6.揚げたてを斜め半分に切り、わさびをのせて盛り付ける。

※淡白なカマスを香り高い衣で包んだベニエは、イルマーレの常連客が絶賛する温かいアミューズ。芝海老やボタン海老でも。このベニエ衣で旬の野菜を揚げてもおいしい。
※そば粉が残ったら、クレープのように焼くとガレットができる。
※メレンゲは角が立つまでしっかり泡立てること。

名店の技

三枚におろしたカマスに軽く塩を振り、さらに斜め4つに切る。
そば粉にビールを注いで泡立て器で混ぜ、メレンゲを加える。
軽く手で握って俵形に丸め、小麦粉を振ってから衣に入れる。
大きめのスプーンで衣ごとすくい、静かに油の中に入れる。

店の目の前が漁港で、魚市場も徒歩数分という絶好のロケーション。

「アミューズの最初のひと皿は、揚げ物と決めています。
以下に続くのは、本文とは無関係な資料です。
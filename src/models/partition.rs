//! Units of crawl work.

use serde::{Deserialize, Serialize};

/// A named unit of crawl work (one region).
#[derive(Debug, Clone, PartialEq, Eq, Hash, Serialize, Deserialize)]
pub struct Partition {
    /// Stable key used in checkpoints and file names (e.g. "AZ")
    pub key: String,

    pub display_name: String,
}

impl Partition {
    pub fn new(key: impl Into<String>, display_name: impl Into<String>) -> Self {
        Self {
            key: key.into(),
            display_name: display_name.into(),
        }
    }
}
冷たい料理より、熱々のものを出したい。サクサクした食感は食欲を刺激し、次の料理はなんだろう、という期待が高まります」

と、依田隆さんは顔をほころばせる。

夜明け前の4時半、魚市場に出かけて仕入れる旬の地魚は、多種多様だ。

「とにかく大事なのは鮮度。鮮度に難があるときは、醤油でさっと洗うといいですね。漬け込むと身が硬くなるので、くぐらせるぐらいにして。魚は丸ごとよりも、小さく切ってまとめたほうが芯まで火が入りやすい。衣は薄くつけることが大事。カラッと揚がって胃もたれしません」

イルマーレ
神奈川県小田原市早川1・11・6 
TEL.0465・24・1510
営業時間:12時~14時(入店)、18時~20時30分(日曜は19時入店まで)
月曜休(祝日は営業、翌日休業)
営業時間は要確認。

依田 隆

依田 隆 さん (よだ・たかし)

イルマーレ総料理長

26歳で会社員から転身。都内リストランテで修業後、イタリアを巡る。『ヒロマーレ』を経て2006年、小田原漁港を望む店のオーナーシェフに。